╔══

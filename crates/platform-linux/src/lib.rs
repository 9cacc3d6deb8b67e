//! deskwall Linux Platform Integration
//!
//! Platform-specific implementations for Linux:
//! - **Display Detection:** monitor enumeration via `xrandr`/`wlr-randr`
//! - **Install:** desktop-environment wallpaper setter dispatch
//! - **Notify:** poll-and-diff display-change detection

pub mod display;
pub mod install;
pub mod notify;

pub use display::*;
pub use install::*;
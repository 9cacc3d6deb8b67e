//! Windows platform integration.

use std::process::Command;

use deskwall_common::error::{WallError, WallResult};
use deskwall_layout::{MonitorInfo, Orientation};
use serde::Deserialize;

#[derive(Debug, Deserialize)]
struct RawScreen {
    #[serde(rename = "Name")]
    name: Option<String>,
    #[serde(rename = "Width")]
    width: Option<u32>,
    #[serde(rename = "Height")]
    height: Option<u32>,
    #[serde(rename = "X")]
    x: Option<i32>,
    #[serde(rename = "Y")]
    y: Option<i32>,
    #[serde(rename = "Primary")]
    primary: Option<bool>,
    #[serde(rename = "Orientation")]
    orientation: Option<u32>,
}

#[derive(Debug, Deserialize)]
#[serde(untagged)]
enum RawScreens {
    One(RawScreen),
    Many(Vec<RawScreen>),
}

/// Detect monitors on Windows via `System.Windows.Forms.Screen`.
pub fn detect_monitors() -> WallResult<Vec<MonitorInfo>> {
    let stdout = run_powershell_monitor_query()
        .map_err(|e| WallError::platform(format!("Failed to query Windows monitors: {e}")))?;

    let parsed: RawScreens = serde_json::from_str(&stdout)
        .map_err(|e| WallError::platform(format!("Failed to parse Windows monitor metadata: {e}")))?;

    let screens = match parsed {
        RawScreens::One(s) => vec![s],
        RawScreens::Many(v) => v,
    };

    let mut monitors: Vec<MonitorInfo> = screens
        .into_iter()
        .enumerate()
        .map(|(idx, s)| MonitorInfo {
            name: s.name.unwrap_or_else(|| format!("DISPLAY{}", idx + 1)),
            width: s.width.unwrap_or(1920).max(1),
            height: s.height.unwrap_or(1080).max(1),
            x: s.x.unwrap_or(0),
            y: s.y.unwrap_or(0),
            orientation: s
                .orientation
                .and_then(|o| Orientation::from_index(o as usize))
                .unwrap_or(Orientation::Landscape0),
            active: true,
            is_primary: s.primary.unwrap_or(idx == 0),
        })
        .collect();

    if monitors.is_empty() {
        return Err(WallError::platform("No displays reported by Windows monitor query"));
    }

    if !monitors.iter().any(|m| m.is_primary) {
        monitors[0].is_primary = true;
    }

    Ok(monitors)
}

/// Set the desktop wallpaper via the `SystemParametersInfo` registry path,
/// driven through PowerShell the same way monitor detection is.
pub fn install_wallpaper(canvas_path: &std::path::Path) -> WallResult<()> {
    if !canvas_path.is_absolute() {
        return Err(WallError::InstallFailed {
            message: format!("canvas path must be absolute, got {}", canvas_path.display()),
        });
    }

    let script = format!(
        "Set-ItemProperty -Path 'HKCU:\\Control Panel\\Desktop' -Name Wallpaper -Value '{}'; \
         Add-Type -TypeDefinition 'using System.Runtime.InteropServices; public class W { [DllImport(\"user32.dll\", CharSet = CharSet.Auto)] public static extern int SystemParametersInfo(int uAction, int uParam, string lpvParam, int fuWinIni); }'; \
         [W]::SystemParametersInfo(20, 0, '{}', 3)",
        canvas_path.display(),
        canvas_path.display(),
    );

    run_powershell(&script)
        .map_err(|e| WallError::InstallFailed { message: e })
        .map(|_| ())
}

fn run_powershell_monitor_query() -> Result<String, String> {
    let script = "Add-Type -AssemblyName System.Windows.Forms; [System.Windows.Forms.Screen]::AllScreens | ForEach-Object { [PSCustomObject]@{ Name = $_.DeviceName; Width = $_.Bounds.Width; Height = $_.Bounds.Height; X = $_.Bounds.X; Y = $_.Bounds.Y; Primary = $_.Primary } } | ConvertTo-Json -Compress";
    run_powershell(script)
}

fn run_powershell(script: &str) -> Result<String, String> {
    let shells = ["pwsh", "powershell"];
    let mut last_err = String::new();

    for shell in shells {
        let output = Command::new(shell).args(["-NoProfile", "-Command", script]).output();

        match output {
            Ok(output) if output.status.success() => {
                let stdout = String::from_utf8_lossy(&output.stdout).trim().to_string();
                if !stdout.is_empty() {
                    return Ok(stdout);
                }
                return Ok(String::new());
            }
            Ok(output) => {
                last_err = format!(
                    "{shell} exited with status {}: {}",
                    output.status,
                    String::from_utf8_lossy(&output.stderr).trim()
                );
            }
            Err(e) => {
                last_err = format!("failed to launch {shell}: {e}");
            }
        }
    }

    Err(last_err)
}
//! Per-Monitor Renderer: turn one monitor's configuration into a rendered tile.

use deskwall_common::config::MonitorWallpaperConfig;
use deskwall_common::error::{WallError, WallResult};
use deskwall_layout::{Monitor, Orientation};
use image::{imageops, RgbaImage};

use crate::orientation::resolve;
use crate::style;

/// A rendered, monitor-sized tile ready to be pasted onto the canvas, or
/// `None` if the monitor produced no usable output (inactive or no source).
pub type RenderedTile = Option<RgbaImage>;

/// Render one monitor's tile per §4.R:
/// 1. Inactive monitors produce no tile.
/// 2. The Orientation Resolver picks a source file and rotation.
/// 3. The file is loaded, rotated if needed, and dispatched to the Style Engine.
pub fn render_monitor(
    index: usize,
    monitor: &Monitor,
    config: &MonitorWallpaperConfig,
) -> WallResult<RenderedTile> {
    if !monitor.info.active {
        return Ok(None);
    }

    let resolved = match resolve(
        index,
        monitor.info.orientation,
        config.auto_rotate,
        &config.source,
    ) {
        Ok(resolved) => resolved,
        Err(WallError::NoSource { .. }) => return Ok(None),
        Err(other) => return Err(other),
    };

    let mut image = image::open(&resolved.path).map_err(|e| WallError::LoadFailed {
        path: resolved.path.clone(),
        message: e.to_string(),
    })?;

    if resolved.rotation_degrees != 0 {
        image = rotate(image, resolved.rotation_degrees, index)?;
    }

    let tile = style::apply(
        config.style,
        &image,
        monitor.info.width,
        monitor.info.height,
        config.bg_color,
        index,
    )?;

    Ok(Some(tile))
}

fn rotate(image: image::DynamicImage, degrees: u32, index: usize) -> WallResult<image::DynamicImage> {
    match degrees {
        90 => Ok(image::DynamicImage::ImageRgba8(imageops::rotate90(&image))),
        180 => Ok(image::DynamicImage::ImageRgba8(imageops::rotate180(&image))),
        270 => Ok(image::DynamicImage::ImageRgba8(imageops::rotate270(&image))),
        0 => Ok(image),
        other => Err(WallError::RotateFailed {
            index,
            message: format!("unsupported rotation angle: {other}"),
        }),
    }
}

/// Validate a monitor's orientation is one of the four known values;
/// the in-memory [`Orientation`] enum is closed, so this always succeeds —
/// kept as a named seam matching §4.R step 2 for callers that parse
/// orientation from an external integer.
pub fn validate_orientation(raw: u32) -> WallResult<Orientation> {
    match raw {
        0 => Ok(Orientation::Landscape0),
        90 => Ok(Orientation::Portrait90),
        180 => Ok(Orientation::Landscape180),
        270 => Ok(Orientation::Portrait270),
        _ => Err(WallError::BadOrientation { index: 0 }),
    }
}
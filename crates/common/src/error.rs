//! Error types shared across deskwall crates.

use std::path::PathBuf;

/// Top-level error type for deskwall operations.
#[derive(Debug, thiserror::Error)]
pub enum WallError {
    #[error("Configuration error: {message}")]
    Config { message: String },

    #[error("Layout error: {message}")]
    Layout { message: String },

    #[error("No active monitors in the current layout")]
    EmptyLayout,

    #[error("Monitor {index} reports an unrecognized orientation")]
    BadOrientation { index: usize },

    #[error("Monitor {index} has no usable source image for its orientation")]
    NoSource { index: usize },

    #[error("Failed to load image {path}: {message}")]
    LoadFailed { path: PathBuf, message: String },

    #[error("Style engine failed applying {style} to monitor {index}: {message}")]
    StyleFailed {
        style: String,
        index: usize,
        message: String,
    },

    #[error("Failed to rotate image for monitor {index}: {message}")]
    RotateFailed { index: usize, message: String },

    #[error("Failed to write composited canvas to {path}: {message}")]
    WriteFailed { path: PathBuf, message: String },

    #[error("Platform error: {message}")]
    Platform { message: String },

    #[error("Failed to install wallpaper: {message}")]
    InstallFailed { message: String },

    #[error("Unsupported operation: {message}")]
    Unsupported { message: String },

    #[error(transparent)]
    Io(#[from] std::io::Error),

    #[error(transparent)]
    Json(#[from] serde_json::Error),

    #[error(transparent)]
    Other(#[from] anyhow::Error),
}

/// Result type alias using WallError.
pub type WallResult<T> = Result<T, WallError>;

impl WallError {
    pub fn config(msg: impl Into<String>) -> Self {
        Self::Config {
            message: msg.into(),
        }
    }

    pub fn layout(msg: impl Into<String>) -> Self {
        Self::Layout {
            message: msg.into(),
        }
    }

    pub fn platform(msg: impl Into<String>) -> Self {
        Self::Platform {
            message: msg.into(),
        }
    }

    pub fn install_failed(msg: impl Into<String>) -> Self {
        Self::InstallFailed {
            message: msg.into(),
        }
    }

    pub fn unsupported(msg: impl Into<String>) -> Self {
        Self::Unsupported {
            message: msg.into(),
        }
    }
}
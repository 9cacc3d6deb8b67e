//! deskwall Common Utilities
//!
//! Shared infrastructure for all deskwall crates:
//! - Error types and result aliases
//! - Tracing/logging initialization
//! - Configuration loading and validation

pub mod config;
pub mod error;
pub mod logging;

pub use config::*;
pub use error::*;
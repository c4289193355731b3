//! Provider - Trait abstracting resource operations
//!
//! A Provider maps resource types onto a remote management API.
//! It is called by the plan/apply engine with desired attributes
//! and returns the refreshed state, or an error from the taxonomy below.

use std::fmt;
use std::future::Future;
use std::pin::Pin;

use crate::identifier::IdentifierError;
use crate::resource::{Resource, ResourceId, State};
use crate::schema::{ResourceSchema, TypeError};

/// Classification of a provider failure
#[derive(Debug, Clone, Copy, PartialEq, Eq)]
pub enum ErrorKind {
    /// Identifier could not be parsed; never retried
    MalformedIdentifier,
    /// Remote resource (or its required parent) does not exist
    NotFound,
    /// Create found a resource that is not tracked in state
    ImportCollision,
    /// Operation exceeded its time bound
    Timeout,
    /// Long-running operation finished in a failed or canceled state
    RemoteFailure,
    /// Request to the management API failed
    Api,
    /// Desired attributes or provider configuration are invalid
    InvalidConfig,
    /// Operation is not supported by this resource type
    Unsupported,
}

impl fmt::Display for ErrorKind {
    fn fmt(&self, f: &mut fmt::Formatter<'_>) -> fmt::Result {
        let s = match self {
            ErrorKind::MalformedIdentifier => "malformed identifier",
            ErrorKind::NotFound => "not found",
            ErrorKind::ImportCollision => "import collision",
            ErrorKind::Timeout => "timeout",
            ErrorKind::RemoteFailure => "remote failure",
            ErrorKind::Api => "api error",
            ErrorKind::InvalidConfig => "invalid configuration",
            ErrorKind::Unsupported => "unsupported",
        };
        write!(f, "{}", s)
    }
}

/// Error type for Provider operations
#[derive(Debug)]
pub struct ProviderError {
    pub kind: ErrorKind,
    pub message: String,
    pub resource_id: Option<ResourceId>,
    pub cause: Option<Box<dyn std::error::Error + Send + Sync>>,
}

impl fmt::Display for ProviderError {
    fn fmt(&self, f: &mut fmt::Formatter<'_>) -> fmt::Result {
        if let Some(ref id) = self.resource_id {
            write!(f, "[{}.{}] {}", id.resource_type, id.name, self.message)
        } else {
            write!(f, "{}", self.message)
        }
    }
}

impl std::error::Error for ProviderError {
    fn source(&self) -> Option<&(dyn std::error::Error + 'static)> {
        self.cause
            .as_ref()
            .map(|e| e.as_ref() as &dyn std::error::Error)
    }
}

impl ProviderError {
    pub fn new(kind: ErrorKind, message: impl Into<String>) -> Self {
        Self {
            kind,
            message: message.into(),
            resource_id: None,
            cause: None,
        }
    }

    pub fn malformed_identifier(message: impl Into<String>) -> Self {
        Self::new(ErrorKind::MalformedIdentifier, message)
    }

    pub fn not_found(message: impl Into<String>) -> Self {
        Self::new(ErrorKind::NotFound, message)
    }

    /// Create found `existing_id` already present remotely
    pub fn import_collision(resource_type: &str, existing_id: &str) -> Self {
        Self::new(
            ErrorKind::ImportCollision,
            format!(
                "A resource with the ID \"{}\" already exists - to be managed it needs to be imported into the State. \
                 Please see the resource documentation for \"{}\" for more information.",
                existing_id, resource_type
            ),
        )
    }

    pub fn timeout(message: impl Into<String>) -> Self {
        Self::new(ErrorKind::Timeout, message)
    }

    pub fn remote_failure(message: impl Into<String>) -> Self {
        Self::new(ErrorKind::RemoteFailure, message)
    }

    pub fn api(message: impl Into<String>) -> Self {
        Self::new(ErrorKind::Api, message)
    }

    pub fn invalid_config(message: impl Into<String>) -> Self {
        Self::new(ErrorKind::InvalidConfig, message)
    }

    pub fn unsupported(message: impl Into<String>) -> Self {
        Self::new(ErrorKind::Unsupported, message)
    }

    /// Attach the resource unless one is already set
    pub fn for_resource(mut self, id: ResourceId) -> Self {
        if self.resource_id.is_none() {
            self.resource_id = Some(id);
        }
        self
    }

    pub fn with_cause(mut self, cause: impl std::error::Error + Send + Sync + 'static) -> Self {
        self.cause = Some(Box::new(cause));
        self
    }

    /// Prefix the message with context such as the resource's parent path
    pub fn context(mut self, context: impl fmt::Display) -> Self {
        self.message = format!("{}: {}", context, self.message);
        self
    }

    pub fn is_not_found(&self) -> bool {
        self.kind == ErrorKind::NotFound
    }
}

impl From<IdentifierError> for ProviderError {
    fn from(e: IdentifierError) -> Self {
        ProviderError::malformed_identifier(e.to_string()).with_cause(e)
    }
}

impl From<TypeError> for ProviderError {
    fn from(e: TypeError) -> Self {
        if e.is_malformed_identifier() {
            ProviderError::malformed_identifier(e.to_string()).with_cause(e)
        } else {
            ProviderError::invalid_config(e.to_string()).with_cause(e)
        }
    }
}

impl From<Vec<TypeError>> for ProviderError {
    fn from(errors: Vec<TypeError>) -> Self {
        let message = errors
            .iter()
            .map(|e| e.to_string())
            .collect::<Vec<_>>()
            .join("; ");
        if errors.iter().any(TypeError::is_malformed_identifier) {
            ProviderError::malformed_identifier(message)
        } else {
            ProviderError::invalid_config(message)
        }
    }
}

pub type ProviderResult<T> = Result<T, ProviderError>;

/// Return type for async operations
pub type BoxFuture<'a, T> = Pin<Box<dyn Future<Output = T> + Send + 'a>>;

/// Definition of resource types that a Provider can handle
pub trait ResourceType: Send + Sync {
    /// Resource type name (e.g., "dedicated_host")
    fn name(&self) -> &'static str;

    /// Attribute schema for this resource type
    fn schema(&self) -> ResourceSchema;

    /// Version of the persisted state layout
    fn schema_version(&self) -> u32 {
        0
    }
}

/// Main Provider trait
///
/// All operations are async and involve side effects.
pub trait Provider: Send + Sync {
    /// Name of this Provider (e.g., "azurerm")
    fn name(&self) -> &'static str;

    /// List of resource types this Provider can handle
    fn resource_types(&self) -> Vec<Box<dyn ResourceType>>;

    /// Get the current state of a resource
    ///
    /// Returns `State::not_found()` if the resource does not exist,
    /// which tells the caller to forget it.
    fn read(
        &self,
        id: &ResourceId,
        identifier: Option<&str>,
    ) -> BoxFuture<'_, ProviderResult<State>>;

    /// Create a resource
    ///
    /// Returns State with identifier set to the resource ID
    fn create(&self, resource: &Resource) -> BoxFuture<'_, ProviderResult<State>>;

    /// Update a resource in place
    fn update(
        &self,
        id: &ResourceId,
        identifier: &str,
        from: &State,
        to: &Resource,
    ) -> BoxFuture<'_, ProviderResult<State>>;

    /// Delete a resource; a resource that is already gone is not an error
    fn delete(&self, id: &ResourceId, identifier: &str) -> BoxFuture<'_, ProviderResult<()>>;

    /// Migrate persisted state written by an older schema version
    fn upgrade_state(&self, state: State, from_version: u32) -> BoxFuture<'_, ProviderResult<State>> {
        let _ = from_version;
        Box::pin(async move { Ok(state) })
    }
}

/// Provider implementation for Box<dyn Provider>
/// This enables dynamic dispatch for Providers
impl Provider for Box<dyn Provider> {
    fn name(&self) -> &'static str {
        (**self).name()
    }

    fn resource_types(&self) -> Vec<Box<dyn ResourceType>> {
        (**self).resource_types()
    }

    fn read(
        &self,
        id: &ResourceId,
        identifier: Option<&str>,
    ) -> BoxFuture<'_, ProviderResult<State>> {
        (**self).read(id, identifier)
    }

    fn create(&self, resource: &Resource) -> BoxFuture<'_, ProviderResult<State>> {
        (**self).create(resource)
    }

    fn update(
        &self,
        id: &ResourceId,
        identifier: &str,
        from: &State,
        to: &Resource,
    ) -> BoxFuture<'_, ProviderResult<State>> {
        (**self).update(id, identifier, from, to)
    }

    fn delete(&self, id: &ResourceId, identifier: &str) -> BoxFuture<'_, ProviderResult<()>> {
        (**self).delete(id, identifier)
    }

    fn upgrade_state(&self, state: State, from_version: u32) -> BoxFuture<'_, ProviderResult<State>> {
        (**self).upgrade_state(state, from_version)
    }
}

╚══

_Problem description_
Would you output, unchanged, each line from the start of the records to the line that holds "- **Display Detection:**", both included and nothing else?

_Solution_
filename crates/platform-linux/src/lib.rs
repository 9cacc3d6deb8b67e
//! deskwall Linux Platform Integration
//!
//! Platform-specific implementations for Linux:
//! - **Display Detection:** monitor enumeration via `xrandr`/`wlr-randr`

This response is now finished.